47 hostages freed in Philippines
PROSPERIDAD: Officials say gunmen have freed the 47 hostages they were holding at a southern Philippine jungle hideout, in exchange for a government pledge they will not be arrested for past murder charges.
Vice Governor Santiago Cane of Agusan del Sur province said the hostages left the remote jungle encampment Sunday in Agusan del Sur province aboard two army trucks. The gunmen then surrendered their assault rifles, grenades and ammunition.
Cane said Joebert Perez, leader of the hostage-takers, signed an agreement with government negotiators to free the hostages in exchange for a pledge that he and his men will not be arrested for past murder charges arising from a violent dispute with a rival clan over land.
The hostages are being taken to hospital for a checkup.
THIS IS A BREAKING NEWS UPDATE. Check back soon for further information. AP's earlier story is below.
PROSPERIDAD, Philippines (AP) — Gunmen agreed to release 47 hostages Sunday held in a southern Philippine jungle hide-out that is surrounded by troops and snipers.
Joebert Perez, the leader of the hostage-takers, signed an agreement with government negotiators to free the hostages, Vice Governor Santiago Cane of Agusan del Sur province said. Perez is a former government militiaman who turned to banditry.
"It's a done deal," Cane told reporters after negotiations ended at a heavily guarded restaurant in Agusan del Sur's capital Prosperidad.
Government officials traveled with Perez to the hide-out to pick up the hostages.
More than 70 people were taken from a village Thursday.

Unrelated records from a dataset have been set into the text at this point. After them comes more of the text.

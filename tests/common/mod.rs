//! This module contains common utilities for simplifying the writing of
//! integration tests for this library.

#![cfg(test)]

use std::collections::VecDeque;

use state_explorer as se;
use state_explorer::{
    explorer::{Config, Emulator, Explorer, SliceExit, SliceReport},
    oracle::DynOracle,
    scheduler::Scheduler,
    state::{ExecutionState, StateId},
    watchdog::LazyWatchdog,
};

/// One scripted run slice: the report the emulator hands back, optionally
/// pinned to the state expected to be bound when the slice runs.
pub struct Step {
    expect: Option<StateId>,
    report: SliceReport,
}

/// Constructs a scripted slice with no expectation on which state runs it.
#[allow(unused)] // It is actually
pub fn step(report: SliceReport) -> Step {
    let expect = None;
    Step { expect, report }
}

/// Constructs a scripted slice that asserts the state with the raw
/// identifier `id` is the one bound when the slice runs.
#[allow(unused)] // It is actually
pub fn step_for(id: u64, report: SliceReport) -> Step {
    let expect = Some(StateId::new(id));
    Step { expect, report }
}

/// Constructs a report for a slice that ended with `exit` after covering
/// previously unseen code at `locations`.
#[allow(unused)] // It is actually
pub fn covering(exit: SliceExit, locations: &[u64]) -> SliceReport {
    let mut report = SliceReport::exit(exit);
    report.new_locations = locations.to_vec();
    report
}

/// An emulator that replays a script of slice reports and records which
/// state ran each slice.
///
/// Once the script is drained, every state handed to it exits, which winds
/// the exploration down deterministically.
#[derive(Default)]
pub struct ScriptedEmulator {
    script: VecDeque<Step>,

    /// The identifier of the state that ran each slice, in order.
    pub log: Vec<StateId>,
}

impl ScriptedEmulator {
    /// Constructs an emulator replaying `script` in order.
    pub fn new(script: impl IntoIterator<Item = Step>) -> Self {
        let script = script.into_iter().collect();
        let log = Vec::new();
        Self { script, log }
    }
}

impl Emulator for ScriptedEmulator {
    fn run_slice(&mut self, state: &mut ExecutionState, _budget: Option<u64>) -> SliceReport {
        self.log.push(state.id());

        let Some(next) = self.script.pop_front() else {
            return SliceReport::exit(SliceExit::Exited);
        };
        if let Some(expected) = next.expect {
            assert_eq!(
                expected,
                state.id(),
                "the scripted slice expected state {expected} but state {} ran",
                state.id()
            );
        }
        next.report
    }
}

/// Constructs an explorer over `scheduler` and `oracle` with the provided
/// `config`, using a watchdog that never fires.
#[allow(unused)] // It is actually
pub fn new_explorer(
    config: Config,
    oracle: DynOracle,
    scheduler: impl Scheduler + 'static,
) -> Explorer {
    se::new(config, oracle, Box::new(scheduler), LazyWatchdog.in_rc())
}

Several children and women were earlier freed, but 47 were still held as of Sunday.
The villagers were abducted by Perez and his cohorts after police attempted to arrest him on a murder charge.
Government negotiators, invoking a law that protects the rights of ethnic groups, agreed to Perez's demand to have his case handled by a tribal court. Police also promised to disarm his rivals, whom Perez has accused of killing some of his relatives over a land dispute, officials said.
The kidnappings were the latest in a series of security crises that have gripped the Philippines volatile south, including a jailbreak by Islamic militants Sunday on the island province of Basilan.